- _Work to complete_
Return each line of the listing that follows in which the string "TcpListener" can be found.

- _Data for the task_
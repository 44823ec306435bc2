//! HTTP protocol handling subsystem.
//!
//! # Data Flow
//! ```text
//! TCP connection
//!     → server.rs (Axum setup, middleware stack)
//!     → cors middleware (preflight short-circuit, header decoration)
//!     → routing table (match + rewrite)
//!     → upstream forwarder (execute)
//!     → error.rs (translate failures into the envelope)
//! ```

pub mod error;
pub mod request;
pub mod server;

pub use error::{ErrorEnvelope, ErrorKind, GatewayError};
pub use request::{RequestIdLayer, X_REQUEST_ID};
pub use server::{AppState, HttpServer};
--
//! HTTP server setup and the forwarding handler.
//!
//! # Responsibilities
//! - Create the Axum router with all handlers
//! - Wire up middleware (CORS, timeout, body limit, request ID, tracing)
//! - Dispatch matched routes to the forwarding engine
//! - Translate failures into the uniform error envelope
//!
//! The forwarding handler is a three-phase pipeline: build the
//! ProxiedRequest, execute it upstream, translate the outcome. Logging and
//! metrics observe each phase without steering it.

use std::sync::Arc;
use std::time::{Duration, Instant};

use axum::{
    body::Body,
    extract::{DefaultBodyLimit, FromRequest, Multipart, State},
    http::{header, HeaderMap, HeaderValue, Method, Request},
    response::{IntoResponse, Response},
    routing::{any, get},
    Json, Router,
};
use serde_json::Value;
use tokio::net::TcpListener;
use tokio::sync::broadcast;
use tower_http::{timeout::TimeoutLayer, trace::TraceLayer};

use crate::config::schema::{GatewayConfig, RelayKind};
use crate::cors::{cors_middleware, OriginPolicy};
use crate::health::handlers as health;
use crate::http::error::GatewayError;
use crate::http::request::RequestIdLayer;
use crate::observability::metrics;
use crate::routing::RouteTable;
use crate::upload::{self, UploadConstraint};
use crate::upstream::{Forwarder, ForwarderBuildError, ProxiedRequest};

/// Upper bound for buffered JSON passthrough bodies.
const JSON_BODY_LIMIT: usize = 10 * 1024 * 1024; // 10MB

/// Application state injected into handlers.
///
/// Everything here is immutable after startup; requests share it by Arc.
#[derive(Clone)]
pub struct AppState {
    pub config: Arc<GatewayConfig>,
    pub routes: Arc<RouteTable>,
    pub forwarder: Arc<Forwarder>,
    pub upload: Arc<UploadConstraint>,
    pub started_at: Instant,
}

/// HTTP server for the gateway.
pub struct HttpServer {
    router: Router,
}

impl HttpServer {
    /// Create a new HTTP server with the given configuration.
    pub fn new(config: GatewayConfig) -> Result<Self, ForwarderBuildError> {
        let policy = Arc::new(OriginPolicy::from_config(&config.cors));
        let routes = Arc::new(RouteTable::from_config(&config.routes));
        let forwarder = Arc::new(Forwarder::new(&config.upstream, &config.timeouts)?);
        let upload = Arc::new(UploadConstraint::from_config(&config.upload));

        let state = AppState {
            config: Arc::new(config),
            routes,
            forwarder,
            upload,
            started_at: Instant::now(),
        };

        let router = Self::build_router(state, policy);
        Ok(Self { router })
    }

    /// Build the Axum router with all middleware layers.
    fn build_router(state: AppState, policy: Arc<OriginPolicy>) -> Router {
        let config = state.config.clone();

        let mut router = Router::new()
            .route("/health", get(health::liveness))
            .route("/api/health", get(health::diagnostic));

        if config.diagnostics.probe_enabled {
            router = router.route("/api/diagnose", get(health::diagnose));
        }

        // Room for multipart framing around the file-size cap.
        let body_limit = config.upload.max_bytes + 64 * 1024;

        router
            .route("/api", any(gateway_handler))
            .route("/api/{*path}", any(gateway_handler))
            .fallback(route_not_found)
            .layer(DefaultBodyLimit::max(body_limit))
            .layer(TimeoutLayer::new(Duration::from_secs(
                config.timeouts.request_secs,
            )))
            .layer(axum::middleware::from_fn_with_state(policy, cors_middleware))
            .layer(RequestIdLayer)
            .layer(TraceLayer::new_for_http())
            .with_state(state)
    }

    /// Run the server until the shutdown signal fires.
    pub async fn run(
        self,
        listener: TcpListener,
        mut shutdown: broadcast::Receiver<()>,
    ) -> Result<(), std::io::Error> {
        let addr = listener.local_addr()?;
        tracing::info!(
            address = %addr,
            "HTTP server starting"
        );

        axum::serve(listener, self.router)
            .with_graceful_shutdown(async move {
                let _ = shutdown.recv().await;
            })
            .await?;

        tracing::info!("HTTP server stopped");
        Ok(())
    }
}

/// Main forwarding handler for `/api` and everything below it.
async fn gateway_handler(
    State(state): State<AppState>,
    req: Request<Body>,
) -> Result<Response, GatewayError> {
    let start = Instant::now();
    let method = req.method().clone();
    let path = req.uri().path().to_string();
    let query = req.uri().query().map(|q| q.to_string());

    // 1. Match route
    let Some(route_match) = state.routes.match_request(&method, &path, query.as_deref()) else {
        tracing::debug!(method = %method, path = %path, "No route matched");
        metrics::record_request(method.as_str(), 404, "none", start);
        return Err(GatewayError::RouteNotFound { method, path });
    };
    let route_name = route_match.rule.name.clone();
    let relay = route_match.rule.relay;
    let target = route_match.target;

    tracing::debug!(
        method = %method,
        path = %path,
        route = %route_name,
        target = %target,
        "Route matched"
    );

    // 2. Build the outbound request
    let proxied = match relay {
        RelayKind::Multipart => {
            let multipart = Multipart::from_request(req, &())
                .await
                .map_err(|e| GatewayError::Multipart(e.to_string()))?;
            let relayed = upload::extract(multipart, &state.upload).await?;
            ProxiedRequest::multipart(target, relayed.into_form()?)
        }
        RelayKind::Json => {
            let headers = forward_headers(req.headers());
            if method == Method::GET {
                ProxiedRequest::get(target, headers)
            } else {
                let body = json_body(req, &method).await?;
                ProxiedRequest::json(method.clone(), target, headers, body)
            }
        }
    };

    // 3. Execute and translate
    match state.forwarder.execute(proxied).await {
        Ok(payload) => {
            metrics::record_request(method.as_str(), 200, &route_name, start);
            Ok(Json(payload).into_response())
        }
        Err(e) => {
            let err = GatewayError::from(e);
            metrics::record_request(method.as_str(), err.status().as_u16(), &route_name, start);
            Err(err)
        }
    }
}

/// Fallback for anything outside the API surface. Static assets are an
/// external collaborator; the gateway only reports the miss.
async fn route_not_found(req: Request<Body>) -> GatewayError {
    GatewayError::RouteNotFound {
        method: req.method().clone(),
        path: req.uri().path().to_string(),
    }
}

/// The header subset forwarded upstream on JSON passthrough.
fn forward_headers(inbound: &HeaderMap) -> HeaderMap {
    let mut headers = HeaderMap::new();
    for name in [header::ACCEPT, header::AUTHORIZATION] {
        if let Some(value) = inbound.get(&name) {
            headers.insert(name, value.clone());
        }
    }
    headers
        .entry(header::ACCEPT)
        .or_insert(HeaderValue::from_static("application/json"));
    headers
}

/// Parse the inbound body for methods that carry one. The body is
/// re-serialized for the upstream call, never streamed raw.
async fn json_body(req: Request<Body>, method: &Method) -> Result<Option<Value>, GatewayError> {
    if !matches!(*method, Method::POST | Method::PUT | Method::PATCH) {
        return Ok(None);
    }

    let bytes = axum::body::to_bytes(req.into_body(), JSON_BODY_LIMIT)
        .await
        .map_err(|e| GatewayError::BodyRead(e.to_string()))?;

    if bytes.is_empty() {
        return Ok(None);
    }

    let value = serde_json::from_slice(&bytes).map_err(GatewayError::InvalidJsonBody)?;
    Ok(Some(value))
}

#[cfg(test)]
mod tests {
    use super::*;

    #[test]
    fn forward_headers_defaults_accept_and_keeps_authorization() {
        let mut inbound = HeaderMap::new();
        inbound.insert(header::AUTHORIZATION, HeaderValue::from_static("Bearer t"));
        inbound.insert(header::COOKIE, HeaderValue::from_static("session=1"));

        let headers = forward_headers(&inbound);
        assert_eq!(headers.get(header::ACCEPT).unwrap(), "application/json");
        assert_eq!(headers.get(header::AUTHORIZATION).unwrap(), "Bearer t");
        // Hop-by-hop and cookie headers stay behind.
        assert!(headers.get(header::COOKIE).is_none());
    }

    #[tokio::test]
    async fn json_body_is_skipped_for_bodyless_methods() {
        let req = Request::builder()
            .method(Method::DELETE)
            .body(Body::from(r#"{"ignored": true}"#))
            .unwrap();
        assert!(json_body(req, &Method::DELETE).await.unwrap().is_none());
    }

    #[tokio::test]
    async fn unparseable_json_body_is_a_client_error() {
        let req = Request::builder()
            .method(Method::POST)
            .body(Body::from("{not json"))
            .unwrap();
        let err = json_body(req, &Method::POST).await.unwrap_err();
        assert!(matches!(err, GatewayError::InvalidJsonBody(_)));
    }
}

- _Task output_
use tokio::net::TcpListener;
        listener: TcpListener,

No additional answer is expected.